Monitoring is an essential component of effective follow-up programs. Monitoring can determine the potential for environmental, health, social or economic degradation at any stage of project development. Monitoring can also assist in developing clearly defined action plans and emergency response procedures to address the protection of the environment, health, socio-economic conditions and human safety.

24.1 Framework for the monitoring program

The duration of the follow-up program should be as long as necessary to verify the accuracy of environmental, health, social and economic impacts predicted during the impact assessment and to assess the effectiveness of mitigation measures.
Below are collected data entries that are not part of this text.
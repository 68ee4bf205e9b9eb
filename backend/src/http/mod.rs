//! HTTP server module.
//!
//! Exposes the forecasting service as a small REST API.
//!
//! # Architecture
//!
//! ```text
//! ┌──────────────────────────────────────────────────────────┐
//! │  HTTP Layer (axum handlers)                               │
//! │  - Query validation                                       │
//! │  - JSON serialization, error mapping                      │
//! │  - CORS, gzip compression, request tracing                │
//! └───────────────────┬──────────────────────────────────────┘
//!                     │
//! ┌───────────────────▼──────────────────────────────────────┐
//! │  Service Layer (services::ForecastService)                │
//! │  - Result cache                                           │
//! │  - Forecast pipelines on the blocking pool                │
//! └───────────────────┬──────────────────────────────────────┘
//!                     │
//! ┌───────────────────▼──────────────────────────────────────┐
//! │  Upstream (upstream::StarHistorySource)                   │
//! │  - Star-history provider over HTTP                        │
//! └──────────────────────────────────────────────────────────┘
//! ```

pub mod dto;

pub mod error;

pub mod handlers;

pub mod router;

pub mod state;

pub use router::create_router;

pub use state::AppState;
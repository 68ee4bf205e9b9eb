//! HTTP handlers for the REST API.
//!
//! Each handler validates its query and delegates to [`ForecastService`](crate::services::ForecastService).

use std::sync::Arc;

use axum::{
    extract::{rejection::QueryRejection, Query, State},
    Json,
};

use super::dto::{ForecastResponse, MessageResponse, PredictQuery};
use super::error::AppError;
use super::state::AppState;
use crate::models::ForecastBackend;

/// Result type for handlers.
pub type HandlerResult<T> = Result<Json<T>, AppError>;

/// GET /
pub async fn root() -> Json<MessageResponse> {
    Json(MessageResponse::new("Daily stars predictor"))
}

/// GET /health
///
/// Liveness check; does not touch the upstream provider.
pub async fn health_check() -> Json<MessageResponse> {
    Json(MessageResponse::new("Ciao"))
}

/// GET /predict?repo=owner/name
///
/// Forecast with the configured default pipeline.
pub async fn predict(
    State(state): State<AppState>,
    query: Result<Query<PredictQuery>, QueryRejection>,
) -> HandlerResult<Arc<ForecastResponse>> {
    let backend = state.default_backend;
    forecast_for(&state, query, backend).await
}

/// GET /predict/statsmodels?repo=owner/name
///
/// Holt-Winters forecast with residual-based bands.
pub async fn predict_smoothing(
    State(state): State<AppState>,
    query: Result<Query<PredictQuery>, QueryRejection>,
) -> HandlerResult<Arc<ForecastResponse>> {
    forecast_for(&state, query, ForecastBackend::Smoothing).await
}

/// GET /predict/prophet?repo=owner/name
pub async fn predict_decomposition(
    State(state): State<AppState>,
    query: Result<Query<PredictQuery>, QueryRejection>,
) -> HandlerResult<Arc<ForecastResponse>> {
    forecast_for(&state, query, ForecastBackend::Decomposition).await
}

async fn forecast_for(
    state: &AppState,
    query: Result<Query<PredictQuery>, QueryRejection>,
    backend: ForecastBackend,
) -> HandlerResult<Arc<ForecastResponse>> {
    let Query(query) = query.map_err(|rejection| {
        AppError::Validation(format!("malformed query string: {}", rejection.body_text()))
    })?;
    let repo = query
        .repo()
        .ok_or_else(|| AppError::Validation("query parameter 'repo' is required".to_string()))?;

    let response = state.service.predict(repo, backend).await.map_err(|e| {
        tracing::warn!(repo, %backend, "forecast failed: {}", e);
        AppError::from(e)
    })?;

    Ok(Json(response))
}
The impact statement must present a follow-up program that includes:

  • the objectives of the follow-up program and the VCs targeted by the program;
  • a list of project aspects requiring follow-up (work, company and activities);
  • the main characteristics of the recommended follow-ups, including, but not limited to, for each of the follow-ups
    • the objectives to be achieved
    • a list of the parameters to be measured, including the recommended methodology for each parameter;
    • the time period(s) involved (e.g. spring flood period, fish migration period), frequency and time frame;
  • the response mechanism used in the event of unanticipated environmental effects or impacts on Indigenous rights and cultures;
  • the mechanism for disseminating the results of the follow-ups (deliverables) to relevant stakeholders;
  • the accessibility and sharing of data for the general public;
  • the involvement of local and regional Indigenous organizations in the design and implementation of the follow-up program, the assessment of follow-up results and any updates, including a mechanism for communication between these organizations and the proponent.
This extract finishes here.